BEGIN

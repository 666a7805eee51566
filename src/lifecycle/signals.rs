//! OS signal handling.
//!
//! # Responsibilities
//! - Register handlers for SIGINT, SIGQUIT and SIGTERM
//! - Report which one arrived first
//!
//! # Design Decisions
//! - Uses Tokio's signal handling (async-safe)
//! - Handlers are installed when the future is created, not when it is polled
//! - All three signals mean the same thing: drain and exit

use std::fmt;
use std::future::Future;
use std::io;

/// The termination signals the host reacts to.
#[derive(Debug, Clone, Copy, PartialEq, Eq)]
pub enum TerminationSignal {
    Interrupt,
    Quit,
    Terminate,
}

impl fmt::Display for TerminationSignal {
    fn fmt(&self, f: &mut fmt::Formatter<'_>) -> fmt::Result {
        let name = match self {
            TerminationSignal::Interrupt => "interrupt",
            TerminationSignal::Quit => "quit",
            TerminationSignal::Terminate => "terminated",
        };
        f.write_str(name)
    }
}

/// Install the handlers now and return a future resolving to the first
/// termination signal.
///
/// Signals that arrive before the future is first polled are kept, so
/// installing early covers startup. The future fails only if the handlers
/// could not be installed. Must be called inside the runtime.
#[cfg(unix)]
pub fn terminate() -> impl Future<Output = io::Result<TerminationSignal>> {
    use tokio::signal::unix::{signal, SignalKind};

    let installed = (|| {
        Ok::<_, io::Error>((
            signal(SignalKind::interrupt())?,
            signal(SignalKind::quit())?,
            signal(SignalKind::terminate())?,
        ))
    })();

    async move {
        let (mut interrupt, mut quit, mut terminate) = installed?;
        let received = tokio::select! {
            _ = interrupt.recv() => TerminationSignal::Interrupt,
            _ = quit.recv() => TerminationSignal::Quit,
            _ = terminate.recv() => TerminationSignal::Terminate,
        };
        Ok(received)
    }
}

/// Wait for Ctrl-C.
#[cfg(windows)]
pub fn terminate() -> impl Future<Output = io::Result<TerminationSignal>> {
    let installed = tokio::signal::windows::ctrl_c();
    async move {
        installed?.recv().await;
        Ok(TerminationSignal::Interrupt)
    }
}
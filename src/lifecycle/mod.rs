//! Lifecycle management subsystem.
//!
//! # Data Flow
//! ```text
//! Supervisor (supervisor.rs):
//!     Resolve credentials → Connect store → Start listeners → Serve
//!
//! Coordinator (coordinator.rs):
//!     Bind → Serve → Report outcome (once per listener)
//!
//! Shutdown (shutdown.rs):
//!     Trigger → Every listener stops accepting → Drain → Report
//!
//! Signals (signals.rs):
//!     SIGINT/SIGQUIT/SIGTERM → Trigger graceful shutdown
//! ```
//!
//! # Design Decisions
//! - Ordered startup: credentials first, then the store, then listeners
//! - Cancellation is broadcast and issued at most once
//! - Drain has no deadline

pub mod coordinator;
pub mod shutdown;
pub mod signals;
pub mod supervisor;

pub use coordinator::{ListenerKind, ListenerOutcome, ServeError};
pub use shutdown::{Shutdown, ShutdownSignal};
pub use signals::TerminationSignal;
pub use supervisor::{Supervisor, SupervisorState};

END

Exercise
Transcribe the data word for word.

Result below
repository 666a7805eee51566
filename src/lifecycle/signals.rs
//! OS signal handling.
//!
//! # Responsibilities
//! - Register handlers for SIGINT, SIGQUIT and SIGTERM
//! - Report which one arrived first
//!
//! # Design Decisions
//! - Uses Tokio's signal handling (async-safe)
//! - Handlers are installed when the future is created, not when it is polled
//! - All three signals mean the same thing: drain and exit

use std::fmt;
use std::future::Future;
use std::io;

/// The termination signals the host reacts to.
#[derive(Debug, Clone, Copy, PartialEq, Eq)]
pub enum TerminationSignal {
    Interrupt,
    Quit,
    Terminate,
}

impl fmt::Display for TerminationSignal {
    fn fmt(&self, f: &mut fmt::Formatter<'_>) -> fmt::Result {
        let name = match self {
            TerminationSignal::Interrupt => "interrupt",
            TerminationSignal::Quit => "quit",
            TerminationSignal::Terminate => "terminated",
        };
        f.write_str(name)
    }
}

/// Install the handlers now and return a future resolving to the first
/// termination signal.
///
/// Signals that arrive before the future is first polled are kept, so
/// installing early covers startup. The future fails only if the handlers
/// could not be installed. Must be called inside the runtime.
#[cfg(unix)]
pub fn terminate() -> impl Future<Output = io::Result<TerminationSignal>> {
    use tokio::signal::unix::{signal, SignalKind};

    let installed = (|| {
        Ok::<_, io::Error>((
            signal(SignalKind::interrupt())?,
            signal(SignalKind::quit())?,
            signal(SignalKind::terminate())?,
        ))
    })();

    async move {
        let (mut interrupt, mut quit, mut terminate) = installed?;
        let received = tokio::select! {
            _ = interrupt.recv() => TerminationSignal::Interrupt,
            _ = quit.recv() => TerminationSignal::Quit,
            _ = terminate.recv() => TerminationSignal::Terminate,
        };
        Ok(received)
    }
}

/// Wait for Ctrl-C.
#[cfg(windows)]
pub fn terminate() -> impl Future<Output = io::Result<TerminationSignal>> {
    let installed = tokio::signal::windows::ctrl_c();
    async move {
        installed?.recv().await;
        Ok(TerminationSignal::Interrupt)
    }
}
filename src/lifecycle/mod.rs
//! Lifecycle management subsystem.
//!
//! # Data Flow
//! ```text
//! Supervisor (supervisor.rs):
//!     Resolve credentials → Connect store → Start listeners → Serve
//!
//! Coordinator (coordinator.rs):
//!     Bind → Serve → Report outcome (once per listener)
//!
//! Shutdown (shutdown.rs):
//!     Trigger → Every listener stops accepting → Drain → Report
//!
//! Signals (signals.rs):
//!     SIGINT/SIGQUIT/SIGTERM → Trigger graceful shutdown
//! ```
//!
//! # Design Decisions
//! - Ordered startup: credentials first, then the store, then listeners
//! - Cancellation is broadcast and issued at most once
//! - Drain has no deadline

pub mod coordinator;
pub mod shutdown;
pub mod signals;
pub mod supervisor;

pub use coordinator::{ListenerKind, ListenerOutcome, ServeError};
pub use shutdown::{Shutdown, ShutdownSignal};
pub use signals::TerminationSignal;
pub use supervisor::{Supervisor, SupervisorState};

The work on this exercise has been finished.